/---
//! Boundary types for queries and ingestion reports.

use std::collections::HashMap;

use serde::{Deserialize, Serialize};

use crate::document::ScoredChunk;

/// Maximum chunk text length echoed back in a [`SourceRef`].
const SOURCE_TEXT_LIMIT: usize = 500;

/// A natural-language question with optional per-request retrieval
/// overrides.
#[derive(Debug, Clone, Serialize, Deserialize, PartialEq)]
pub struct QueryRequest {
    /// The user's question. Must be non-empty.
    pub question: String,
    /// Maximum number of ranked matches to retain. Falls back to the
    /// configured default when `None`.
    #[serde(skip_serializing_if = "Option::is_none")]
    pub top_k: Option<usize>,
    /// Minimum similarity score for a match. Falls back to the configured
    /// default when `None`.
    #[serde(skip_serializing_if = "Option::is_none")]
    pub score_threshold: Option<f32>,
}

impl QueryRequest {
    /// Create a request using the pipeline's configured defaults.
    pub fn new(question: impl Into<String>) -> Self {
        Self { question: question.into(), top_k: None, score_threshold: None }
    }

    /// Override the number of matches to retain for this request.
    pub fn with_top_k(mut self, top_k: usize) -> Self {
        self.top_k = Some(top_k);
        self
    }

    /// Override the score threshold for this request.
    pub fn with_score_threshold(mut self, threshold: f32) -> Self {
        self.score_threshold = Some(threshold);
        self
    }
}

/// A chunk that backed the generated answer.
#[derive(Debug, Clone, Serialize, Deserialize, PartialEq)]
pub struct SourceRef {
    /// The chunk text, truncated to 500 characters for the response.
    pub chunk_text: String,
    /// The owning document's id.
    pub document_id: String,
    /// The similarity score of the match.
    pub similarity_score: f32,
    /// Chunk metadata (filename, chunk index, offsets).
    pub metadata: HashMap<String, String>,
}

impl From<&ScoredChunk> for SourceRef {
    fn from(m: &ScoredChunk) -> Self {
        let text = &m.chunk.text;
        let chunk_text = if text.chars().count() > SOURCE_TEXT_LIMIT {
            let mut truncated: String = text.chars().take(SOURCE_TEXT_LIMIT).collect();
            truncated.push_str("...");
            truncated
        } else {
            text.clone()
        };
        Self {
            chunk_text,
            document_id: m.chunk.document_id.clone(),
            similarity_score: m.score,
            metadata: m.chunk.metadata.clone(),
        }
    }
}

/// Per-phase wall-clock measurements for one query.
#[derive(Debug, Clone, Default, Serialize, Deserialize, PartialEq)]
pub struct QueryMetadata {
    /// Time spent embedding the question, in milliseconds.
    pub embedding_time_ms: f64,
    /// Time spent in similarity search and filtering, in milliseconds.
    pub retrieval_time_ms: f64,
    /// Time spent in answer generation, in milliseconds. Zero when
    /// generation was short-circuited by the empty-context policy.
    pub generation_time_ms: f64,
    /// Total wall-clock time for the query, in milliseconds.
    pub total_time_ms: f64,
    /// Number of matches that passed the score threshold.
    pub chunks_retrieved: usize,
}

/// The outcome of one query: the answer, the sources actually used as
/// context (descending by score), and timing metadata.
#[derive(Debug, Clone, Serialize, Deserialize, PartialEq)]
pub struct QueryResult {
    /// The generated answer text.
    pub answer: String,
    /// The matches whose text was included in the context.
    pub sources: Vec<SourceRef>,
    /// Per-phase timing and retrieval counters.
    pub metadata: QueryMetadata,
}

/// The outcome of ingesting one document.
#[derive(Debug, Clone, Serialize, Deserialize, PartialEq)]
pub struct IngestReport {
    /// The id of the ingested document.
    pub document_id: String,
    /// Number of chunks embedded and indexed.
    pub chunk_count: usize,
    /// Total wall-clock processing time, in milliseconds.
    pub processing_time_ms: f64,
}

#[cfg(test)]
mod tests {
    use super::*;
    use crate::document::Chunk;

    #[test]
    fn long_chunk_text_is_truncated_in_source_ref() {
        let m = ScoredChunk {
            chunk: Chunk {
                id: "d1_0".to_string(),
                text: "x".repeat(600),
                sequence_index: 0,
                document_id: "d1".to_string(),
                metadata: HashMap::new(),
                embedding: Vec::new(),
            },
            score: 0.9,
        };
        let source = SourceRef::from(&m);
        assert_eq!(source.chunk_text.chars().count(), 503);
        assert!(source.chunk_text.ends_with("..."));
    }

    #[test]
    fn short_chunk_text_is_kept_verbatim() {
        let m = ScoredChunk {
            chunk: Chunk {
                id: "d1_0".to_string(),
                text: "short".to_string(),
                sequence_index: 0,
                document_id: "d1".to_string(),
                metadata: HashMap::new(),
                embedding: Vec::new(),
            },
            score: 0.9,
        };
        assert_eq!(SourceRef::from(&m).chunk_text, "short");
    }

    #[test]
    fn query_result_serializes_to_the_boundary_shape() {
        let result = QueryResult {
            answer: "42".to_string(),
            sources: Vec::new(),
            metadata: QueryMetadata {
                embedding_time_ms: 1.0,
                retrieval_time_ms: 2.0,
                generation_time_ms: 3.0,
                total_time_ms: 6.5,
                chunks_retrieved: 0,
            },
        };
        let json = serde_json::to_value(&result).unwrap();
        assert_eq!(json["answer"], "42");
        assert_eq!(json["metadata"]["retrieval_time_ms"], 2.0);
        assert_eq!(json["metadata"]["chunks_retrieved"], 0);
    }
}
\---
[Task item]: Retype each entry exactly, leaving none of them out.

[Task answer]:
//! Boundary types for queries and ingestion reports.

use std::collections::HashMap;

use serde::{Deserialize, Serialize};

use crate::document::ScoredChunk;

/// Maximum chunk text length echoed back in a [`SourceRef`].
const SOURCE_TEXT_LIMIT: usize = 500;

/// A natural-language question with optional per-request retrieval
/// overrides.
#[derive(Debug, Clone, Serialize, Deserialize, PartialEq)]
pub struct QueryRequest {
    /// The user's question. Must be non-empty.
    pub question: String,
    /// Maximum number of ranked matches to retain. Falls back to the
    /// configured default when `None`.
    #[serde(skip_serializing_if = "Option::is_none")]
    pub top_k: Option<usize>,
    /// Minimum similarity score for a match. Falls back to the configured
    /// default when `None`.
    #[serde(skip_serializing_if = "Option::is_none")]
    pub score_threshold: Option<f32>,
}

impl QueryRequest {
    /// Create a request using the pipeline's configured defaults.
    pub fn new(question: impl Into<String>) -> Self {
        Self { question: question.into(), top_k: None, score_threshold: None }
    }

    /// Override the number of matches to retain for this request.
    pub fn with_top_k(mut self, top_k: usize) -> Self {
        self.top_k = Some(top_k);
        self
    }

    /// Override the score threshold for this request.
    pub fn with_score_threshold(mut self, threshold: f32) -> Self {
        self.score_threshold = Some(threshold);
        self
    }
}

/// A chunk that backed the generated answer.
#[derive(Debug, Clone, Serialize, Deserialize, PartialEq)]
pub struct SourceRef {
    /// The chunk text, truncated to 500 characters for the response.
    pub chunk_text: String,
    /// The owning document's id.
    pub document_id: String,
    /// The similarity score of the match.
    pub similarity_score: f32,
    /// Chunk metadata (filename, chunk index, offsets).
    pub metadata: HashMap<String, String>,
}

impl From<&ScoredChunk> for SourceRef {
    fn from(m: &ScoredChunk) -> Self {
        let text = &m.chunk.text;
        let chunk_text = if text.chars().count() > SOURCE_TEXT_LIMIT {
            let mut truncated: String = text.chars().take(SOURCE_TEXT_LIMIT).collect();
            truncated.push_str("...");
            truncated
        } else {
            text.clone()
        };
        Self {
            chunk_text,
            document_id: m.chunk.document_id.clone(),
            similarity_score: m.score,
            metadata: m.chunk.metadata.clone(),
        }
    }
}

/// Per-phase wall-clock measurements for one query.
#[derive(Debug, Clone, Default, Serialize, Deserialize, PartialEq)]
pub struct QueryMetadata {
    /// Time spent embedding the question, in milliseconds.
    pub embedding_time_ms: f64,
    /// Time spent in similarity search and filtering, in milliseconds.
    pub retrieval_time_ms: f64,
    /// Time spent in answer generation, in milliseconds. Zero when
    /// generation was short-circuited by the empty-context policy.
    pub generation_time_ms: f64,
    /// Total wall-clock time for the query, in milliseconds.
    pub total_time_ms: f64,
    /// Number of matches that passed the score threshold.
    pub chunks_retrieved: usize,
}

/// The outcome of one query: the answer, the sources actually used as
/// context (descending by score), and timing metadata.
#[derive(Debug, Clone, Serialize, Deserialize, PartialEq)]
pub struct QueryResult {
    /// The generated answer text.
    pub answer: String,
    /// The matches whose text was included in the context.
    pub sources: Vec<SourceRef>,
    /// Per-phase timing and retrieval counters.
    pub metadata: QueryMetadata,
}

/// The outcome of ingesting one document.
#[derive(Debug, Clone, Serialize, Deserialize, PartialEq)]
pub struct IngestReport {
    /// The id of the ingested document.
    pub document_id: String,
    /// Number of chunks embedded and indexed.
    pub chunk_count: usize,
    /// Total wall-clock processing time, in milliseconds.
    pub processing_time_ms: f64,
}

#[cfg(test)]
mod tests {
    use super::*;
    use crate::document::Chunk;

    #[test]
    fn long_chunk_text_is_truncated_in_source_ref() {
        let m = ScoredChunk {
            chunk: Chunk {
                id: "d1_0".to_string(),
                text: "x".repeat(600),
                sequence_index: 0,
                document_id: "d1".to_string(),
                metadata: HashMap::new(),
                embedding: Vec::new(),
            },
            score: 0.9,
        };
        let source = SourceRef::from(&m);
        assert_eq!(source.chunk_text.chars().count(), 503);
        assert!(source.chunk_text.ends_with("..."));
    }

    #[test]
    fn short_chunk_text_is_kept_verbatim() {
        let m = ScoredChunk {
            chunk: Chunk {
                id: "d1_0".to_string(),
                text: "short".to_string(),
                sequence_index: 0,
                document_id: "d1".to_string(),
                metadata: HashMap::new(),
                embedding: Vec::new(),
            },
            score: 0.9,
        };
        assert_eq!(SourceRef::from(&m).chunk_text, "short");
    }

    #[test]
    fn query_result_serializes_to_the_boundary_shape() {
        let result = QueryResult {
            answer: "42".to_string(),
            sources: Vec::new(),
            metadata: QueryMetadata {
                embedding_time_ms: 1.0,
                retrieval_time_ms: 2.0,
                generation_time_ms: 3.0,
                total_time_ms: 6.5,
                chunks_retrieved: 0,
            },
        };
        let json = serde_json::to_value(&result).unwrap();
        assert_eq!(json["answer"], "42");
        assert_eq!(json["metadata"]["retrieval_time_ms"], 2.0);
        assert_eq!(json["metadata"]["chunks_retrieved"], 0);
    }
}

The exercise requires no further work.